# What is being asked
All lines of the material should be given again exactly.

═════ Records to use ═════

use serde::{Deserialize, Serialize};

/// Taiga user (as returned by `/users/me`)
#[derive(Debug, Clone, Serialize, Deserialize)]
pub struct User {
    pub id: i64,
    pub username: String,
    #[serde(default)]
    pub full_name: String,
    #[serde(default)]
    pub full_name_display: Option<String>,
    #[serde(default)]
    pub email: Option<String>,
    #[serde(default)]
    pub photo: Option<String>,
    #[serde(default = "default_active")]
    pub is_active: bool,
    #[serde(default)]
    pub bio: Option<String>,
    #[serde(default)]
    pub lang: Option<String>,
    #[serde(default)]
    pub timezone: Option<String>,
}

fn default_active() -> bool {
    true
}

impl User {
    /// Full name, falling back to the display name and then the username
    pub fn display_name(&self) -> &str {
        if !self.full_name.is_empty() {
            return &self.full_name;
        }
        match self.full_name_display.as_deref() {
            Some(name) if !name.is_empty() => name,
            _ => &self.username,
        }
    }
}
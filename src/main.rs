use anyhow::Result;
use std::sync::Arc;

use taiga_mcp::auth::AuthManager;
use taiga_mcp::config::Config;
use taiga_mcp::mcp::{McpServer, ToolContext};

#[tokio::main]
async fn main() -> Result<()> {
    // Load configuration first (for log level)
    let config = Config::load()?;
    config.validate()?;

    // stdout carries the protocol, so logs go to stderr
    let log_level = config.log_level.to_lowercase();
    let env_filter = tracing_subscriber::EnvFilter::try_from_default_env()
        .unwrap_or_else(|_| tracing_subscriber::EnvFilter::new(&log_level));

    tracing_subscriber::fmt()
        .with_env_filter(env_filter)
        .with_writer(std::io::stderr)
        .with_ansi(false)
        .with_target(false)
        .with_thread_ids(false)
        .with_file(true)
        .with_line_number(true)
        .init();

    tracing::info!("Taiga MCP server v{} starting...", env!("CARGO_PKG_VERSION"));
    tracing::info!(api_url = %config.api_url, "Configured Taiga API");
    tracing::debug!(
        token_expiration = config.token_expiration,
        http_timeout = config.http_request_timeout,
        "Session settings"
    );

    let auth_manager = Arc::new(AuthManager::new(&config)?);

    // Log in eagerly when credentials are configured; failures only warn
    if config.has_default_credentials() {
        match auth_manager.get_token().await {
            Ok(_) => tracing::info!(username = %config.username, "Authentication successful"),
            Err(e) => {
                tracing::error!("Authentication failed: {}", e);
                tracing::warn!("Server will start but tools will fail until valid credentials are supplied");
            }
        }
    } else {
        tracing::info!("No default credentials configured; call the authenticate tool first");
    }

    let server = McpServer::new(ToolContext::new(Arc::new(config), auth_manager));
    server.serve_stdio().await?;

    tracing::info!("Taiga MCP server shut down");
    Ok(())
}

═════

# Finished task
use serde::{Deserialize, Serialize};

/// Taiga user (as returned by `/users/me`)
#[derive(Debug, Clone, Serialize, Deserialize)]
pub struct User {
    pub id: i64,
    pub username: String,
    #[serde(default)]
    pub full_name: String,
    #[serde(default)]
    pub full_name_display: Option<String>,
    #[serde(default)]
    pub email: Option<String>,
    #[serde(default)]
    pub photo: Option<String>,
    #[serde(default = "default_active")]
    pub is_active: bool,
    #[serde(default)]
    pub bio: Option<String>,
    #[serde(default)]
    pub lang: Option<String>,
    #[serde(default)]
    pub timezone: Option<String>,
}

fn default_active() -> bool {
    true
}

impl User {
    /// Full name, falling back to the display name and then the username
    pub fn display_name(&self) -> &str {
        if !self.full_name.is_empty() {
            return &self.full_name;
        }
        match self.full_name_display.as_deref() {
            Some(name) if !name.is_empty() => name,
            _ => &self.username,
        }
    }
}
filename src/main.rs
use anyhow::Result;
use std::sync::Arc;

use taiga_mcp::auth::AuthManager;
use taiga_mcp::config::Config;
use taiga_mcp::mcp::{McpServer, ToolContext};

#[tokio::main]
async fn main() -> Result<()> {
    // Load configuration first (for log level)
    let config = Config::load()?;
    config.validate()?;

    // stdout carries the protocol, so logs go to stderr
    let log_level = config.log_level.to_lowercase();
    let env_filter = tracing_subscriber::EnvFilter::try_from_default_env()
        .unwrap_or_else(|_| tracing_subscriber::EnvFilter::new(&log_level));

    tracing_subscriber::fmt()
        .with_env_filter(env_filter)
        .with_writer(std::io::stderr)
        .with_ansi(false)
        .with_target(false)
        .with_thread_ids(false)
        .with_file(true)
        .with_line_number(true)
        .init();

    tracing::info!("Taiga MCP server v{} starting...", env!("CARGO_PKG_VERSION"));
    tracing::info!(api_url = %config.api_url, "Configured Taiga API");
    tracing::debug!(
        token_expiration = config.token_expiration,
        http_timeout = config.http_request_timeout,
        "Session settings"
    );

    let auth_manager = Arc::new(AuthManager::new(&config)?);

    // Log in eagerly when credentials are configured; failures only warn
    if config.has_default_credentials() {
        match auth_manager.get_token().await {
            Ok(_) => tracing::info!(username = %config.username, "Authentication successful"),
            Err(e) => {
                tracing::error!("Authentication failed: {}", e);
                tracing::warn!("Server will start but tools will fail until valid credentials are supplied");
            }
        }
    } else {
        tracing::info!("No default credentials configured; call the authenticate tool first");
    }

    let server = McpServer::new(ToolContext::new(Arc::new(config), auth_manager));
    server.serve_stdio().await?;

    tracing::info!("Taiga MCP server shut down");
    Ok(())
}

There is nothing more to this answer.